Tentei cochilar. Mas não pude. E a parte mais dolorosa foi acontecendo, na minha cama, eu
atingi a dilatação total, Sophia coroou. Eu gritava o pai dela “Ela vai nascer aqui!”. Ele não
sabia o que fazer. Samara foi firme “aqui não dá! Fique de 4 apoios. Contraia, ao invés de
expulsar. Segure essa menina aí.” Ela agilizou tudo, delegou funções ao pai de Sophia. O Táxi
veio, ela desceu comigo as escadas, a cada nova contração, a força da vida queria escorrer
pelas minhas pernas, mas eu segurava, num esforço quase supra-humano. Fui a viagem até a
casa de parto, na posição de 4 apoios, o motorista extremamente preocupado e super veloz,
eu batia a cabeça na porta (hahahaha hoje eu dou risada, mas fiquei com galo na cabeça e só
senti a dor no dia seguinte, óbvio)... Quando chegamos lá, eu já estava no limite, já fui fazendo
minha performance na recepção, fiquei de 4 apoios. Na mesma hora as enfermeiras vieram me
atender, me levaram para a sala de pré-parto e foi lá que Sophia nasceu. Eu não aguentava
mais segurar. Quando pude deitar na maca, relaxei e deixei o corpo fazer o seu trabalho. Ela
estava empelicada, a bolsa rompeu na sua saída. Foi lindo. Foi extasiante. Foi um alívio!

Passada aquela turbulência, um universo novo de grandes desafios e fortes emoções


começava para mim, personificado naquele ser tão pequenino e indefeso. Foi um estado de
transe que eu experimentei por dias, hormônios lá em cima.
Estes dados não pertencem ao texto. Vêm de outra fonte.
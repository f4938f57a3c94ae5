//! Projection between hex space and pixel space.
//!
//! A [Layout] binds together three things: an orientation family (flat-topped
//! or pointy-topped tiles), the size of a tile in pixels, and the pixel
//! position of the origin tile's center. From there it can convert any hex to
//! a pixel and back. See
//! https://www.redblobgames.com/grids/hexagons/#hex-to-pixel for the math.

mod unit;

pub use self::unit::*;

use crate::{FractionalHex, HexError};
use nalgebra::{Matrix2, Vector2};
use serde::{Deserialize, Serialize};
use std::{f64, str::FromStr};
use strum::{EnumIter, EnumString};

pub(crate) const SQRT_3: f64 = 1.7320508075688772;

/// The constants that define an orientation family: a forward matrix
/// (`f0..f3`, axial to pixel), its inverse (`b0..b3`, pixel to axial) and the
/// angle of the first corner, in sixths of a full turn.
#[derive(Copy, Clone, Debug, PartialEq)]
pub struct Orientation {
    pub f0: f64,
    pub f1: f64,
    pub f2: f64,
    pub f3: f64,
    pub b0: f64,
    pub b1: f64,
    pub b2: f64,
    pub b3: f64,
    pub start_angle: f64,
}

impl Orientation {
    pub const POINTY: Self = Self {
        f0: SQRT_3,
        f1: SQRT_3 / 2.0,
        f2: 0.0,
        f3: 3.0 / 2.0,
        b0: SQRT_3 / 3.0,
        b1: -1.0 / 3.0,
        b2: 0.0,
        b3: 2.0 / 3.0,
        start_angle: 0.5,
    };

    pub const FLAT: Self = Self {
        f0: 3.0 / 2.0,
        f1: 0.0,
        f2: SQRT_3 / 2.0,
        f3: SQRT_3,
        b0: 2.0 / 3.0,
        b1: 0.0,
        b2: -1.0 / 3.0,
        b3: SQRT_3 / 3.0,
        start_angle: 0.0,
    };

    /// Matrix that takes an axial `(q, r)` vector to a unit-size pixel offset
    pub fn forward(&self) -> Matrix2<f64> {
        Matrix2::new(self.f0, self.f1, self.f2, self.f3)
    }

    /// Inverse of [Self::forward]
    pub fn backward(&self) -> Matrix2<f64> {
        Matrix2::new(self.b0, self.b1, self.b2, self.b3)
    }
}

/// The two supported orientation families. Each one carries its constant
/// [Orientation].
#[derive(
    Copy,
    Clone,
    Debug,
    PartialEq,
    Eq,
    Hash,
    strum::Display,
    EnumString,
    EnumIter,
    Serialize,
    Deserialize,
)]
#[serde(rename_all = "snake_case")]
#[strum(serialize_all = "snake_case")]
pub enum OrientationKind {
    /// Flat-topped tiles: columns line up vertically, every other column is
    /// shifted down by half a tile
    Flat,
    /// Pointy-topped tiles: rows line up horizontally, every other row is
    /// shifted right by half a tile
    Pointy,
}

impl OrientationKind {
    /// Parse an orientation tag (`"flat"` or `"pointy"`). Any other tag is
    /// rejected.
    pub fn parse(tag: &str) -> Result<Self, HexError> {
        Self::from_str(tag)
            .map_err(|_| HexError::UnsupportedOrientation(tag.to_owned()))
    }

    pub fn orientation(self) -> &'static Orientation {
        match self {
            Self::Flat => &Orientation::FLAT,
            Self::Pointy => &Orientation::POINTY,
        }
    }

    /// Width of a single tile's bounding box, for a tile with the given
    /// center-to-vertex radius
    pub fn hex_width(self, size: f64) -> f64 {
        match self {
            Self::Flat => 2.0 * size,
            Self::Pointy => SQRT_3 * size,
        }
    }

    /// Height of a single tile's bounding box, for a tile with the given
    /// center-to-vertex radius
    pub fn hex_height(self, size: f64) -> f64 {
        match self {
            Self::Flat => SQRT_3 * size,
            Self::Pointy => 2.0 * size,
        }
    }
}

/// Converts between hex space and pixel space. All three fields are fixed for
/// the lifetime of the layout; layouts are cheap, so make a new one if you
/// need different parameters.
#[derive(Copy, Clone, Debug, PartialEq, Serialize, Deserialize)]
pub struct Layout {
    orientation: OrientationKind,
    /// Center-to-vertex radius of a tile, per axis. Unequal axes stretch the
    /// grid.
    size: Point2,
    /// Pixel position of the center of [Hex::ORIGIN](crate::Hex::ORIGIN)
    origin: Point2,
}

impl Layout {
    pub fn new(
        orientation: OrientationKind,
        size: Point2,
        origin: Point2,
    ) -> Self {
        Self {
            orientation,
            size,
            origin,
        }
    }

    pub fn orientation(&self) -> OrientationKind {
        self.orientation
    }

    pub fn size(&self) -> Point2 {
        self.size
    }

    pub fn origin(&self) -> Point2 {
        self.origin
    }

    /// Get the pixel position of a hex's center. Accepts both [Hex]es and
    /// [FractionalHex]es.
    ///
    /// [Hex]: crate::Hex
    pub fn hex_to_pixel(&self, hex: impl Into<FractionalHex>) -> Point2 {
        let hex = hex.into();
        let forward = self.orientation.orientation().forward();
        let offset = forward * Vector2::new(hex.q(), hex.r());
        let size: Vector2<f64> = self.size.into();
        let origin: Vector2<f64> = self.origin.into();
        (offset.component_mul(&size) + origin).into()
    }

    /// Get the point in hex space that lies under a pixel. The output is
    /// fractional; call [FractionalHex::round] to get the tile that contains
    /// the pixel.
    pub fn pixel_to_hex(&self, point: Point2) -> FractionalHex {
        let point: Vector2<f64> = point.into();
        let size: Vector2<f64> = self.size.into();
        let origin: Vector2<f64> = self.origin.into();
        let normalized = (point - origin).component_div(&size);
        let axial = self.orientation.orientation().backward() * normalized;
        FractionalHex::new_qr(axial.x, axial.y)
    }

    /// Get the offset from a tile's center to one of its corners. Corners
    /// are numbered from the orientation's start angle, and corner `i + 6` is
    /// the same as corner `i`.
    pub fn corner_offset(&self, corner: usize) -> Point2 {
        let start_angle = self.orientation.orientation().start_angle;
        let angle = 2.0 * f64::consts::PI * (start_angle - corner as f64) / 6.0;
        Point2::new(self.size.x * angle.cos(), self.size.y * angle.sin())
    }

    /// Get the 6 corners of a tile in pixel space, in corner order. Joining
    /// them in order (and back to the first) outlines the tile.
    pub fn polygon_corners(
        &self,
        hex: impl Into<FractionalHex>,
    ) -> [Point2; 6] {
        let center = self.hex_to_pixel(hex);
        let mut corners = [center; 6];
        for (i, corner) in corners.iter_mut().enumerate() {
            *corner += self.corner_offset(i);
        }
        corners
    }
}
Mas quando a queda hormonal
bateu certo, a bad veio com força, a depressão, a solidão, o cansaço, o desespero... Mas esse
já é outro capítulo dessa história.

Hoje Sophia completa 4 anos e eu tbm (afinal, renasci de mim mesma). Tô longe de ser “o
modelo de mãe”, eu fico nervosa, eu grito, falo palavrão na frente dela, qnd estou com raiva.
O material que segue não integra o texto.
use std::sync::Arc;

use gpudebug::codec;
use gpudebug::{
    DebugConfig, Driver, EventKind, MemorySpace, ModuleRange, SimDeviceBuilder, THREAD_ALL,
    TIMEOUT_INFINITE,
};
use gputools_sysman::{report, SimTelemetry, Sysman};

const SCRATCH_BASE: u64 = 0x1000_0000;

#[tokio::main]
async fn main() {
    // Initialize the logger first
    simple_logger::SimpleLogger::new()
        .with_level(log::LevelFilter::Info)
        .with_module_level("gpudebug", log::LevelFilter::Debug)
        .with_module_level("gputools_sysman", log::LevelFilter::Debug)
        .init()
        .unwrap();

    log::info!("GPU tools demo starting...");

    if let Err(error) = run_demo().await {
        log::error!("demo failed: {}", error);
        std::process::exit(1);
    }
}

async fn run_demo() -> Result<(), Box<dyn std::error::Error>> {
    let driver = Driver::new();
    driver.init();

    let (link, sim) = SimDeviceBuilder::new()
        .name("simgpu0")
        .threads(4)
        .map_region(SCRATCH_BASE, 0x1000)
        .spawn();
    let device = driver.register_device(link)?;

    // Attach and watch the debuggee come up.
    let session = driver.attach(device, &DebugConfig::v1(1234)).await?;
    sim.emit_process_entry();
    sim.emit_module_load(ModuleRange {
        begin: 0x4000,
        end: 0x9000,
        load: 0x8000_0000,
    });

    // Stop the device and drain events until every thread reports in.
    driver.interrupt(session, THREAD_ALL).await?;

    let num_threads = driver.num_threads(session)?;
    let mut stops = 0;
    let mut buf = [0u8; codec::MAX_EVENT_LEN];
    while stops < num_threads {
        let written = driver.read_event(session, TIMEOUT_INFINITE, &mut buf).await?;
        let event = codec::decode_event(&buf[..written])?;
        log::info!("event: {:?} (thread {:#x})", event.kind, event.thread);
        if event.kind == EventKind::Exception && event.stopped() {
            stops += 1;
        }
    }

    // Poke memory and registers while stopped.
    let pattern = *b"gputools";
    driver
        .write_memory(session, 0, MemorySpace::Default, SCRATCH_BASE, &pattern)
        .await?;
    let mut readback = [0u8; 8];
    driver
        .read_memory(session, 0, MemorySpace::Default, SCRATCH_BASE, &mut readback)
        .await?;
    log::info!("memory roundtrip: {}", String::from_utf8_lossy(&readback));

    let mut header_bytes = [0u8; codec::STATE_HEADER_LEN];
    driver.read_state(session, 0, 0, &mut header_bytes).await?;
    let header = codec::parse_state_header(&header_bytes)?;
    log::info!(
        "register state: {} bytes in {} sections",
        header.size,
        header.num_sec
    );

    driver.resume(session, THREAD_ALL).await?;
    driver.detach(session).await?;
    driver.unregister_device(device)?;

    // Management snapshot of the same class of device.
    let sysman = Sysman::new(Arc::new(SimTelemetry::new().with_privilege()));
    println!("{}", report::render(&sysman)?);

    log::info!("GPU tools demo finished");
    Ok(())
}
Tenho melhorado sim, há dias de doçuras sem fim e há dias meio-amargos. E eu me sinto uma
mulher muito corajosa por ter enfrentado essa experiência. Não estou aqui deslegitimando as
escolhas por cesáreas eletivas de quem quer que seja, cada mulher sabe o que é melhor para
si. Mas eu me sinto honrando minha ancestralidade, meu sagrado feminino, quando lembro
que pari como as minhas ancestrais. Eu, uma mulher gorda (considerada de risco pela
medicina tradicional) pari lindamente, totalmente natural, sem causar auê! Me sinto
maravilhosa, quando lembro que amamentei por quase 3 anos seguidos, que compartilho a
cama até hoje, que conto história antes de dormir, que ensino canções, que danço com ela,
que descubro a minha forma de ser mãe fora dos moldes que vendem por aí. Eu amo a minha
filha. Mas hoje ela comeu o bolo de chocolate. E ta tudo bem também.